Returning to Scripture, after St Paul tells us that women cannot speak in church (1 Cor 14:34), he says that “what I am writing to you is the Lord’s command” and that it is given so that “everything should be done in a fitting and orderly way” (1 Cor 14:37‒39). Because the church is called to worship God “in Spirit and truth” (John 4:23), God takes our worship very seriously, and He demands that our worship be conducted in an orderly fashion. This is why Nadab and Abihu’s offering of “strange fire” to the Lord led to Him incinerating them (Lev 10:1‒2). It is precisely because of how God has ordered the sexes (rather than cultural concerns) that women cannot teach in church (1 Tim 2:13; cf. 1 Cor 11:8‒9), and so the ordination of women to a position of authority God forbids them from having is to have worship be led in a disordered way. If God was enraged by the offering of strange fire, or the fact that it was not the Levites who carried the Ark of the Covenant (1 Chron 15:2, 12‒13), He will surely be enraged when people He has forbidden from leadership lead the congregation in offering to Him the remembrance of Christ’s sacrifice in the Eucharist. We must then ask what this means for churches that ordain women, and whether it makes them run the risk of losing their lampstands (Rev 2:5), to answer that question we need to turn to the Homily Concerning the Coming Down of the Holy Ghost.

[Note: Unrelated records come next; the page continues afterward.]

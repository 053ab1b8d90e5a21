//! Search tests to verify the engine finds correct moves in various positions.

use std::sync::Arc;

use gridchess::board::{
    is_mate_score, iterative_search, parse_position, search, serialize, Board, ChessError,
    EvalOptions, Move, SearchLimits, SearchOptions, MATE_SCORE, START_FEN,
};
use gridchess::cache::QueryCache;
use gridchess::sync::StopFlag;

fn mv(s: &str) -> Move {
    s.parse().expect("valid move")
}

fn material() -> SearchOptions {
    SearchOptions::new(EvalOptions::material_only())
}

/// Test that the engine finds a simple mate in 1
#[test]
fn finds_mate_in_one_back_rank() {
    // White to move, Qe8# is mate
    let mut board = Board::from_fen("6k1/5ppp/8/8/8/8/8/4Q1K1 w - - 0 1");
    let result = search(&mut board, 2, &material()).unwrap();
    assert_eq!(result.best_move, Some(mv("e1e8")), "Should find Qe8#");
    assert!(is_mate_score(result.best_score.unwrap()));
}

/// Test that a mate is preferred over winning material
#[test]
fn prefers_mate_over_material() {
    // Rxd1 wins a knight, Ra8 mates
    let mut board = Board::from_fen("6k1/5ppp/8/8/8/8/8/R2n2K1 w - - 0 1");
    let result = search(&mut board, 2, &material()).unwrap();
    assert_eq!(result.best_move, Some(mv("a1a8")));
    assert_eq!(result.best_score, Some(MATE_SCORE + 1));
}

/// Test that the engine wins free material
#[test]
fn takes_free_queen() {
    let mut board = Board::from_fen("4k3/8/8/3q4/4P3/8/8/4K3 w - - 0 1");
    let result = search(&mut board, 2, &material()).unwrap();
    assert_eq!(result.best_move, Some(mv("e4d5")));
    // a pawn against a bare king
    assert_eq!(result.best_score, Some(150));
}

/// Test that the engine moves an attacked rook away
#[test]
fn saves_attacked_rook() {
    // The b5 pawn attacks a4
    let mut board = Board::from_fen("4k3/8/8/1p6/R7/8/8/4K3 w - - 0 1");
    let result = search(&mut board, 2, &material()).unwrap();
    let best = result.best_move.expect("Should find a move");
    assert_eq!(best.from, "a4".parse().unwrap());
    assert_eq!(result.best_score, Some(700 - 150));
}

/// Search must leave the caller's board as it found it
#[test]
fn search_restores_board() {
    let fen = "r3k2r/p1ppqpb1/bn2pnp1/3PN3/1p2P3/2N2Q1p/PPPBBPPP/R3K2R w KQkq - 0 1";
    let mut board = parse_position(fen).unwrap();
    let signature = board.signature();
    search(&mut board, 1, &SearchOptions::default()).unwrap();
    assert_eq!(serialize(&board), fen);
    assert_eq!(board.signature(), signature);
    assert_eq!(board.history_len(), 0);
}

#[test]
fn shared_cache_across_searches() {
    let cache = Arc::new(QueryCache::new(1 << 12));
    let options = material().with_cache(Arc::clone(&cache));
    let mut board = Board::new();

    let first = search(&mut board, 2, &options).unwrap();
    let misses = cache.stats().misses;
    let second = search(&mut board, 2, &options).unwrap();

    assert_eq!(first.best_move, second.best_move);
    assert_eq!(cache.stats().misses, misses, "second search should be all hits");
}

#[test]
fn stop_from_another_thread() {
    let stop = StopFlag::new();
    let handle = stop.clone();
    std::thread::spawn(move || handle.stop()).join().unwrap();

    let options = material().with_limits(SearchLimits {
        max_nodes: None,
        stop: Some(stop),
    });
    let mut board = Board::new();
    assert_eq!(
        iterative_search(&mut board, 3, &options),
        Err(ChessError::SearchAborted)
    );
    assert_eq!(board.to_fen(), START_FEN);
}

#[test]
fn node_budget_limits_depth() {
    let options = material().with_limits(SearchLimits {
        max_nodes: Some(1_000),
        stop: None,
    });
    let mut board = Board::new();
    let result = iterative_search(&mut board, 4, &options).unwrap();
    // depth 1 costs 21 nodes, depth 2 costs 421, depth 3 more than the rest
    assert_eq!(result.depth, 2);
    assert!(result.nodes <= 1_000);
}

2. The Marks of a True and False Church
The Homily identifies three marks that define “the true church,” which are “pure and sound doctrine, the Sacraments ministered according to Christ’s holy institution, and the right use of Ecclesiastical discipline.” The error of women’s ordination concerns all three of those marks. To say a woman can be a Priest is to make a doctrinal statement about not just spiritual leadership and the Priesthood, but also the church itself, and the very nature of gender and humanity. To ordain women to preside over and lead Holy Communion, directly affects the administration of the Sacraments. And finally, to allow women to violate God’s commandment that women shall not “teach or have authority over a man” (1 Tim 2:12) is to fail to exercise proper discipline, and to in fact encourage this sin on an institutional level is to fall under God’s condemnation, as we see happen in Isaiah 3:10‒14. Right away then, the Homily’s vision of a true church does not seem to perfectly resemble the churches who ordain women.

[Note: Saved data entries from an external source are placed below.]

//! Memo tables for move queries.
//!
//! Every key starts with the board signature, so an entry can never be served
//! for a different position. Each table is a bounded LRU; a capacity of zero
//! turns the cache into a pass-through.
//!
//! The cache is internally synchronized and can be shared between sessions and
//! searches through an `Arc`. The lock is never held while a value is being
//! computed.

use std::collections::{HashMap, VecDeque};
use std::hash::Hash;

use parking_lot::Mutex;

use crate::board::{ChessError, Color, Move, Position};

/// Default number of entries kept per table.
pub const DEFAULT_CACHE_CAPACITY: usize = 1 << 16;

#[derive(Clone, Copy, Debug, PartialEq, Eq, Hash)]
pub(crate) struct DestinationKey {
    pub(crate) signature: u64,
    pub(crate) from: Position,
    pub(crate) legal: bool,
}

#[derive(Clone, Copy, Debug, PartialEq, Eq, Hash)]
pub(crate) struct TowardsKey {
    pub(crate) signature: u64,
    pub(crate) target: Position,
    pub(crate) by: Color,
}

#[derive(Clone, Copy, Debug, PartialEq, Eq, Hash)]
pub(crate) struct LegalMovesKey {
    pub(crate) signature: u64,
    pub(crate) color: Color,
}

/// Hit/miss/eviction counters plus the current number of stored entries.
#[derive(Clone, Copy, Debug, Default, PartialEq, Eq)]
pub struct CacheStats {
    pub hits: u64,
    pub misses: u64,
    pub evictions: u64,
    pub entries: usize,
}

impl CacheStats {
    pub fn hit_rate(&self) -> f64 {
        let total = self.hits + self.misses;
        if total == 0 {
            0.0
        } else {
            self.hits as f64 / total as f64
        }
    }
}

/// LRU map. Recency is tracked with stamps in a queue; stale queue entries
/// are skipped on eviction and dropped when the queue grows too long.
struct Lru<K, V> {
    map: HashMap<K, (V, u64)>,
    order: VecDeque<(K, u64)>,
    tick: u64,
    capacity: usize,
}

impl<K: Hash + Eq + Copy, V: Clone> Lru<K, V> {
    fn new(capacity: usize) -> Self {
        Lru {
            map: HashMap::new(),
            order: VecDeque::new(),
            tick: 0,
            capacity,
        }
    }

    fn get(&mut self, key: &K) -> Option<V> {
        self.tick += 1;
        let tick = self.tick;
        let (value, stamp) = self.map.get_mut(key)?;
        *stamp = tick;
        let value = value.clone();
        self.order.push_back((*key, tick));
        self.compact();
        Some(value)
    }

    /// Store `value`; returns how many entries were evicted to make room.
    fn insert(&mut self, key: K, value: V) -> u64 {
        self.tick += 1;
        self.map.insert(key, (value, self.tick));
        self.order.push_back((key, self.tick));

        let mut evicted = 0;
        while self.map.len() > self.capacity {
            let Some((old, stamp)) = self.order.pop_front() else {
                break;
            };
            if self.map.get(&old).map(|(_, s)| *s) == Some(stamp) {
                self.map.remove(&old);
                evicted += 1;
            }
        }
        self.compact();
        evicted
    }

    fn compact(&mut self) {
        if self.order.len() <= self.capacity.saturating_mul(2) + 16 {
            return;
        }
        let map = &self.map;
        self.order
            .retain(|(key, stamp)| map.get(key).map(|(_, s)| s) == Some(stamp));
    }

    fn len(&self) -> usize {
        self.map.len()
    }

    fn clear(&mut self) {
        self.map.clear();
        self.order.clear();
    }
}

struct Tables {
    destinations: Lru<DestinationKey, Vec<Position>>,
    towards: Lru<TowardsKey, Vec<Move>>,
    legal_moves: Lru<LegalMovesKey, Vec<Move>>,
    stats: CacheStats,
}

impl Tables {
    fn destinations(&mut self) -> &mut Lru<DestinationKey, Vec<Position>> {
        &mut self.destinations
    }

    fn towards(&mut self) -> &mut Lru<TowardsKey, Vec<Move>> {
        &mut self.towards
    }

    fn legal_moves(&mut self) -> &mut Lru<LegalMovesKey, Vec<Move>> {
        &mut self.legal_moves
    }

    fn len(&self) -> usize {
        self.destinations.len() + self.towards.len() + self.legal_moves.len()
    }
}

/// Bounded memo for destination lists, attacks on a square and per-color
/// legal move lists.
pub struct QueryCache {
    capacity: usize,
    tables: Mutex<Tables>,
}

impl QueryCache {
    /// A cache keeping at most `capacity` entries in each of its tables.
    pub fn new(capacity: usize) -> Self {
        QueryCache {
            capacity,
            tables: Mutex::new(Tables {
                destinations: Lru::new(capacity),
                towards: Lru::new(capacity),
                legal_moves: Lru::new(capacity),
                stats: CacheStats::default(),
            }),
        }
    }

    /// A cache that stores nothing.
    pub fn disabled() -> Self {
        QueryCache::new(0)
    }

    #[inline]
    pub fn capacity(&self) -> usize {
        self.capacity
    }

    #[inline]
    pub fn is_enabled(&self) -> bool {
        self.capacity > 0
    }

    pub fn stats(&self) -> CacheStats {
        let tables = self.tables.lock();
        CacheStats {
            entries: tables.len(),
            ..tables.stats
        }
    }

    pub fn len(&self) -> usize {
        self.tables.lock().len()
    }

    pub fn is_empty(&self) -> bool {
        self.len() == 0
    }

    /// Drop every entry and reset the counters.
    pub fn clear(&self) {
        let mut tables = self.tables.lock();
        tables.destinations.clear();
        tables.towards.clear();
        tables.legal_moves.clear();
        tables.stats = CacheStats::default();
    }

    pub(crate) fn destinations<F>(
        &self,
        key: DestinationKey,
        compute: F,
    ) -> Result<Vec<Position>, ChessError>
    where
        F: FnOnce() -> Result<Vec<Position>, ChessError>,
    {
        self.memo(Tables::destinations, key, compute)
    }

    pub(crate) fn towards<F>(&self, key: TowardsKey, compute: F) -> Result<Vec<Move>, ChessError>
    where
        F: FnOnce() -> Result<Vec<Move>, ChessError>,
    {
        self.memo(Tables::towards, key, compute)
    }

    pub(crate) fn legal_moves<F>(
        &self,
        key: LegalMovesKey,
        compute: F,
    ) -> Result<Vec<Move>, ChessError>
    where
        F: FnOnce() -> Result<Vec<Move>, ChessError>,
    {
        self.memo(Tables::legal_moves, key, compute)
    }

    fn memo<K, V, F>(
        &self,
        table: fn(&mut Tables) -> &mut Lru<K, V>,
        key: K,
        compute: F,
    ) -> Result<V, ChessError>
    where
        K: Hash + Eq + Copy,
        V: Clone,
        F: FnOnce() -> Result<V, ChessError>,
    {
        if self.capacity == 0 {
            return compute();
        }

        {
            let mut tables = self.tables.lock();
            if let Some(value) = table(&mut *tables).get(&key) {
                tables.stats.hits += 1;
                return Ok(value);
            }
            tables.stats.misses += 1;
        }

        let value = compute()?;

        let mut tables = self.tables.lock();
        let evicted = table(&mut *tables).insert(key, value.clone());
        if evicted > 0 {
            tables.stats.evictions += evicted;
            log::trace!("query cache evicted {evicted} entries");
        }
        Ok(value)
    }
}

impl Default for QueryCache {
    fn default() -> Self {
        QueryCache::new(DEFAULT_CACHE_CAPACITY)
    }
}

impl std::fmt::Debug for QueryCache {
    fn fmt(&self, f: &mut std::fmt::Formatter<'_>) -> std::fmt::Result {
        f.debug_struct("QueryCache")
            .field("capacity", &self.capacity)
            .field("stats", &self.stats())
            .finish()
    }
}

The only example the Homily provides of a false church is Rome, which it says is “so far wide from the nature of the true Church, that nothing can be more.” The reason why Rome is labelled as a false church is—it is claimed—because they have not followed the Scriptures in their doctrines, administration of the Sacraments, or discipline, but have “so intermingled their own traditions and inventions, by chopping and changing, by adding and plucking away, that now they may seem to be converted into a new guise.” And what is women’s ordination but the introduction of a man-made—or rather, a feminist-made—tradition and invention into the church? What is it but the chopping and changing of the passages we looked at above? The Homily claims that if a church follows “their own decrees before the express word of God… they are not of Christ,” and what is the ordination of women but the disobeying of God’s explicit commandments in order to follow the decrees of feminism?